Various searches and enquiries over the past nine years have failed - quite lamentably - to locate any Wolfhound drawings save for reference to just a minor one.  Work on the 6 x 4 24 cylinder Wolfhound air cooled aero-engine begun in earnest in about the spring of 1941 when it was realised that, for two quite separate reasons, the Deerhound was unlikely ever to become a production job.   The new engine design was initially known as the 24 cylinder engine, but soon the name of a quite different discarded 7 x 4 28 cylinder project of Colonel Fell, the previous ASM chief engineer was adopted.  The original design concept was by Stewart Tresilian, ASM's chief engineer (1939 - 1942), and J. B. Bucher, the Head, and founder, of the Stress Office.  Bucher was much later to be brought in as Technical Director of Blackburn gas-turbinesT. P. de Paravicini also played an important early role, though he was soon to concentrate on gas-turbine matters.  [He produced a pamphlet in about September 1941 and a booklet (with Brian Slatter, his very bright post-graduate student) in about October 1941 on gas-turbines.  Unducted fan engines were also proposed in that pamphlet - possibly the first published proposal, though Brian Slatter recently said that, with the benefit of hindsight, the UDF proposals were not workable.  Copies of both were retained for well over 50 years by the late Mervyn Cutler and may be posted on this site in due course].

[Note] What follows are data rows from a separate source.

//! Object instances: the content half of the configuration model.

use std::collections::BTreeMap;
use std::fmt;

use serde::{Deserialize, Serialize};

/// A value-typed reference to an object. Used both as object identity and as
/// relationship target, so the object graph carries no ownership cycles.
#[derive(Debug, Clone, PartialEq, Eq, PartialOrd, Ord, Hash, Serialize, Deserialize)]
pub struct ObjectRef {
    /// Name of the object's class.
    pub class_name: String,
    /// Object id, unique within the class.
    pub id: String,
}

impl ObjectRef {
    /// Create a reference.
    pub fn new(class_name: impl Into<String>, id: impl Into<String>) -> Self {
        Self {
            class_name: class_name.into(),
            id: id.into(),
        }
    }
}

impl fmt::Display for ObjectRef {
    fn fmt(&self, f: &mut fmt::Formatter<'_>) -> fmt::Result {
        write!(f, "{}@{}", self.id, self.class_name)
    }
}

/// An object instance: attribute values and relationship targets.
///
/// Values are text-encoded scalars per the attribute's declared type;
/// multi-valued attributes and relationships keep insertion order.
#[derive(Debug, Clone, PartialEq, Serialize, Deserialize)]
pub struct ConfObject {
    class_name: String,
    id: String,
    values: BTreeMap<String, Vec<String>>,
    relations: BTreeMap<String, Vec<ObjectRef>>,
}

impl ConfObject {
    pub(crate) fn new(class_name: impl Into<String>, id: impl Into<String>) -> Self {
        Self {
            class_name: class_name.into(),
            id: id.into(),
            values: BTreeMap::new(),
            relations: BTreeMap::new(),
        }
    }

    /// Name of the object's class.
    pub fn class_name(&self) -> &str {
        &self.class_name
    }

    /// Object id.
    pub fn id(&self) -> &str {
        &self.id
    }

    /// The object's identity as a reference.
    pub fn key(&self) -> ObjectRef {
        ObjectRef::new(&self.class_name, &self.id)
    }

    /// Values of one attribute, in ordinal order.
    pub fn values_of(&self, attribute: &str) -> &[String] {
        self.values.get(attribute).map(Vec::as_slice).unwrap_or(&[])
    }

    /// Targets of one relationship, in ordinal order.
    pub fn relations_of(&self, relationship: &str) -> &[ObjectRef] {
        self.relations
            .get(relationship)
            .map(Vec::as_slice)
            .unwrap_or(&[])
    }

    /// Iterate over set attributes and their values.
    pub fn values(&self) -> impl Iterator<Item = (&str, &[String])> {
        self.values.iter().map(|(k, v)| (k.as_str(), v.as_slice()))
    }

    /// Iterate over set relationships and their targets.
    pub fn relations(&self) -> impl Iterator<Item = (&str, &[ObjectRef])> {
        self.relations
            .iter()
            .map(|(k, v)| (k.as_str(), v.as_slice()))
    }

    pub(crate) fn set_values(&mut self, attribute: impl Into<String>, values: Vec<String>) {
        let attribute = attribute.into();
        if values.is_empty() {
            self.values.remove(&attribute);
        } else {
            self.values.insert(attribute, values);
        }
    }

    pub(crate) fn set_relations(
        &mut self,
        relationship: impl Into<String>,
        targets: Vec<ObjectRef>,
    ) {
        let relationship = relationship.into();
        if targets.is_empty() {
            self.relations.remove(&relationship);
        } else {
            self.relations.insert(relationship, targets);
        }
    }
}

#[cfg(test)]
mod tests {
    use super::*;

    #[test]
    fn test_object_ref_display() {
        let r = ObjectRef::new("Module", "mod-01");
        assert_eq!(r.to_string(), "mod-01@Module");
    }

    #[test]
    fn test_set_and_clear_values() {
        let mut obj = ConfObject::new("Module", "mod-01");
        obj.set_values("Channels", vec!["64".to_string()]);
        assert_eq!(obj.values_of("Channels"), ["64".to_string()]);

        obj.set_values("Channels", Vec::new());
        assert!(obj.values_of("Channels").is_empty());
        assert_eq!(obj.values().count(), 0);
    }

    #[test]
    fn test_relations_keep_order() {
        let mut obj = ConfObject::new("Module", "mod-01");
        obj.set_relations(
            "Contains",
            vec![ObjectRef::new("Chip", "c2"), ObjectRef::new("Chip", "c1")],
        );
        let targets = obj.relations_of("Contains");
        assert_eq!(targets[0].id, "c2");
        assert_eq!(targets[1].id, "c1");
    }
}
impl Session {
    /// Create a new schema version, or add classes to an existing one.
    ///
    /// `version_spec > 0` uses the exact number and fails with
    /// `VersionConflict` if it is taken. `version_spec == 0` allocates
    /// `max_schema_version + 1`, retrying a bounded number of times when a
    /// concurrent writer wins the race. `version_spec < 0` augments the
    /// existing version `abs(version_spec)` with the given classes.
    pub fn put_schema(
        &self,
        classes: &[ConfClass],
        schema: &str,
        version_spec: i64,
        description: &str,
    ) -> CairnResult<SchemaVersionRecord> {
        self.ensure_writable("put_schema")?;

        if version_spec < 0 {
            return self.augment_schema(classes, schema, -version_spec);
        }

        let mut attempts = self.config().retry_attempts.max(1);
        loop {
            let version = if version_spec > 0 {
                version_spec
            } else {
                self.max_schema_version(schema)? + 1
            };
            match self.try_insert_schema_version(classes, schema, version, description) {
                Ok(record) => {
                    info!(schema, version, classes = classes.len(), "Created schema version");
                    return Ok(record);
                }
                Err(e) if e.is_retryable() && version_spec == 0 && attempts > 1 => {
                    attempts -= 1;
                    debug!(schema, version, "Schema version allocation race, retrying");
                }
                Err(e) => return Err(e),
            }
        }
    }

    fn try_insert_schema_version(
        &self,
        classes: &[ConfClass],
        schema: &str,
        version: i64,
        description: &str,
    ) -> CairnResult<SchemaVersionRecord> {
        let created_by = self.created_by();
        let created_at = self.now();
        let release = self.config().release.clone();

        let conn = self.lock();
        let tx = conn.unchecked_transaction()?;
        tx.execute(
            "INSERT INTO schema_versions
             (schema, version, description, release, created_by, created_at)
             VALUES (?1, ?2, ?3, ?4, ?5, ?6)",
            params![schema, version, description, release, created_by, created_at],
        )
        .map_err(|e| {
            if is_unique_violation(&e) {
                CairnError::version_conflict(format!(
                    "schema '{schema}' version {version} already exists"
                ))
            } else {
                e.into()
            }
        })?;
        for class in classes {
            insert_class_rows(&tx, schema, version, class)?;
        }
        tx.commit()?;

        Ok(SchemaVersionRecord {
            schema: schema.to_string(),
            version,
            description: description.to_string(),
            release,
            created_by,
            created_at: crate::directory::parse_timestamp(&created_at)?,
        })
    }

    fn augment_schema(
        &self,
        classes: &[ConfClass],
        schema: &str,
        version: i64,
    ) -> CairnResult<SchemaVersionRecord> {
        let record = self
            .schema_version_record(schema, version)?
            .ok_or_else(|| CairnError::schema_not_found(schema, version))?;

        let conn = self.lock();
        let tx = conn.unchecked_transaction()?;
        for class in classes {
            insert_class_rows(&tx, schema, version, class)?;
        }
        tx.commit()?;
        drop(conn);

        info!(schema, version, classes = classes.len(), "Augmented schema version");
        Ok(record)
    }

    /// Read one schema version's classes into the caller's kernel.
    ///
    /// `version == 0` resolves the head schema version. `read_methods =
    /// false` skips method declarations and bodies, for callers that only
    /// need data access. Returns the number of classes read.
    pub fn get_schema(
        &self,
        kernel: &mut Kernel,
        schema: &str,
        version: i64,
        read_methods: bool,
    ) -> CairnResult<usize> {
        let version = if version == 0 {
            self.head_schema_version(schema, None)?
        } else {
            version
        };
        if self.schema_version_record(schema, version)?.is_none() {
            return Err(CairnError::schema_not_found(schema, version));
        }

        let mut classes = self.read_class_rows(schema, version)?;
        if read_methods {
            self.read_method_rows(schema, version, &mut classes)?;
        }

        // Self-containment: every referenced class must be in this version.
        for class in classes.values() {
            for superclass in &class.superclasses {
                if !classes.contains_key(superclass) {
                    return Err(CairnError::corrupt(format!(
                        "class '{}' of schema '{schema}' version {version} \
                         references missing superclass '{superclass}'",
                        class.name
                    )));
                }
            }
            for relationship in &class.relationships {
                if !classes.contains_key(&relationship.class_type) {
                    return Err(CairnError::corrupt(format!(
                        "relationship '{}' of class '{}' in schema '{schema}' version \
                         {version} references missing class '{}'",
                        relationship.name, class.name, relationship.class_type
                    )));
                }
            }
        }

        let count = classes.len();
        for (_, class) in classes {
            kernel.add_class(class)?;
        }
        debug!(schema, version, count, "Read schema version");
        Ok(count)
    }

    fn read_class_rows(
        &self,
        schema: &str,
        version: i64,
    ) -> CairnResult<BTreeMap<String, ConfClass>> {
        let conn = self.lock();

        let mut classes: BTreeMap<String, ConfClass> = BTreeMap::new();
        let mut stmt = conn.prepare(
            "SELECT name, description, is_abstract, superclasses
             FROM classes
             WHERE schema = ?1 AND version = ?2",
        )?;
        let rows = stmt.query_map(params![schema, version], |row| {
            Ok((
                row.get::<_, String>(0)?,
                row.get::<_, String>(1)?,
                row.get::<_, bool>(2)?,
                row.get::<_, String>(3)?,
            ))
        })?;
        for row in rows {
            let (name, description, is_abstract, superclasses) = row?;
            let superclasses: Vec<String> = serde_json::from_str(&superclasses)?;
            classes.insert(
                name.clone(),
                ConfClass {
                    name,
                    description,
                    is_abstract,
                    superclasses,
                    attributes: Vec::new(),
                    relationships: Vec::new(),
                    methods: Vec::new(),
                },
            );
        }

        let mut stmt = conn.prepare(
            "SELECT class, name, attr_type, range, init_value, is_multi, is_nullable,
                    description
             FROM attributes
             WHERE schema = ?1 AND version = ?2
             ORDER BY class, position",
        )?;
        let rows = stmt.query_map(params![schema, version], |row| {
            Ok((
                row.get::<_, String>(0)?,
                row.get::<_, String>(1)?,
                row.get::<_, String>(2)?,
                row.get::<_, Option<String>>(3)?,
                row.get::<_, Option<String>>(4)?,
                row.get::<_, bool>(5)?,
                row.get::<_, bool>(6)?,
                row.get::<_, String>(7)?,
            ))
        })?;
        for row in rows {
            let (class, name, raw_type, range, init_value, is_multi, is_nullable, description) =
                row?;
            let attr_type = AttrType::parse(&raw_type).ok_or_else(|| {
                CairnError::corrupt(format!(
                    "attribute '{name}' of class '{class}' has unknown type '{raw_type}'"
                ))
            })?;
            classes
                .get_mut(&class)
                .ok_or_else(|| {
                    CairnError::corrupt(format!(
                        "attribute row references missing class '{class}' in schema \
                         '{schema}' version {version}"
                    ))
                })?
                .attributes
                .push(Attribute {
                    name,
                    attr_type,
                    range,
                    init_value,
                    is_multi_value: is_multi,
                    is_nullable,
                    description,
                });
        }

        let mut stmt = conn.prepare(
            "SELECT class, name, class_type, low_cc, high_cc, is_composite,
                    is_exclusive, is_dependent, description
             FROM relationships
             WHERE schema = ?1 AND version = ?2
             ORDER BY class, position",
        )?;
        let rows = stmt.query_map(params![schema, version], |row| {
            Ok((
                row.get::<_, String>(0)?,
                row.get::<_, String>(1)?,
                row.get::<_, String>(2)?,
                row.get::<_, String>(3)?,
                row.get::<_, String>(4)?,
                row.get::<_, bool>(5)?,
                row.get::<_, bool>(6)?,
                row.get::<_, bool>(7)?,
                row.get::<_, String>(8)?,
            ))
        })?;
        for row in rows {
            let (class, name, class_type, low, high, composite, exclusive, dependent, desc) =
                row?;
            let parse_cc = |raw: &str| {
                Cardinality::parse(raw).ok_or_else(|| {
                    CairnError::corrupt(format!(
                        "relationship '{name}' of class '{class}' has unknown \
                         cardinality '{raw}'"
                    ))
                })
            };
            let relationship = Relationship {
                name: name.clone(),
                class_type,
                low_cc: parse_cc(&low)?,
                high_cc: parse_cc(&high)?,
                is_composite: composite,
                is_exclusive: exclusive,
                is_dependent: dependent,
                description: desc,
            };
            classes
                .get_mut(&class)
                .ok_or_else(|| {
                    CairnError::corrupt(format!(
                        "relationship row references missing class '{class}' in schema \
                         '{schema}' version {version}"
                    ))
                })?
                .relationships
                .push(relationship);
        }

        Ok(classes)
    }

    fn read_method_rows(
        &self,
        schema: &str,
        version: i64,
        classes: &mut BTreeMap<String, ConfClass>,
    ) -> CairnResult<()> {
        let conn = self.lock();

        let mut stmt = conn.prepare(
            "SELECT class, name, description
             FROM methods
             WHERE schema = ?1 AND version = ?2
             ORDER BY class, position",
        )?;
        let rows = stmt.query_map(params![schema, version], |row| {
            Ok((
                row.get::<_, String>(0)?,
                row.get::<_, String>(1)?,
                row.get::<_, String>(2)?,
            ))
        })?;
        for row in rows {
            let (class, name, description) = row?;
            classes
                .get_mut(&class)
                .ok_or_else(|| {
                    CairnError::corrupt(format!(
                        "method row references missing class '{class}' in schema \
                         '{schema}' version {version}"
                    ))
                })?
                .methods
                .push(Method {
                    name,
                    description,
                    implementations: Vec::new(),
                });
        }

        let mut stmt = conn.prepare(
            "SELECT class, method, language, prototype, body
             FROM method_impls
             WHERE schema = ?1 AND version = ?2
             ORDER BY class, method, position",
        )?;
        let rows = stmt.query_map(params![schema, version], |row| {
            Ok((
                row.get::<_, String>(0)?,
                row.get::<_, String>(1)?,
                MethodImpl {
                    language: row.get(2)?,
                    prototype: row.get(3)?,
                    body: row.get(4)?,
                },
            ))
        })?;
        for row in rows {
            let (class, method_name, implementation) = row?;
            let method = classes
                .get_mut(&class)
                .and_then(|c| c.methods.iter_mut().find(|m| m.name == method_name))
                .ok_or_else(|| {
                    CairnError::corrupt(format!(
                        "method implementation references missing method \
                         '{method_name}' of class '{class}'"
                    ))
                })?;
            method.implementations.push(implementation);
        }

        Ok(())
    }
}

The Wolfhound appears to have been formally cancelled in October/November 1941 for reasons that are too long to set out here - but which were covered in a long talk to the Roll-Royce Heritage Trust on the later ASM dog engines.  The Ministry (M.A.P.) then ordered that all details and drawings of the Wolfhound be forwarded to Rolls-Royce.  It was hoped that a former Armstrong Siddeley or Roll-Royce employee had kept something.  However, up to early May 2000, nothing has come to light, save that the late Sir David Huddie kindly let me know that he had briefly seen the drawings when Rolls-Royce received them.

The known details of the Wolfhound. mostly taken from one file in the Public Record Office are:


The discarded earlier Wolfhound 28 cylinder (7 x 4) proposal of Colonel Fell was criticised in 1940 on the grounds of several estimated severe major periods in the running range by Tresilian and J. B. Bucher when they were first considering the design of a engine in the 2500hp range.  Part of the aim was to increase cooling space between the cylinder banks.  Pressure was put on the Ministry by Bristol and Rolls-Royce to cancel the Wolfhound project during Summer/Autumn 1941.  There is some evidence to suggest that the Ministry had [slight] regrets about the cancellation in 1943.

As a matter of record, the only former ASM engineer that I spoke to who immediately recalled the 1941 Wolfhound being a 24 cylinder design was the late John Densham, who had never worked on the project!  The late Pat Lindsey told the author in the early 1990's that he knew nothing about the details of the project save for being asked by Tresilian whether he could design a two-stage supercharger for a "new engine" at relatively short notice if required.  The answer was yes! (though he was never to be asked to design it).  From other Public Record Office papers and a set of papers recently discovered by Patrick Hassle at Bristol, it is possible that much of the early 24 cylinder Wolfhound design work was carried out as a Bucher and Tresilian "private" project.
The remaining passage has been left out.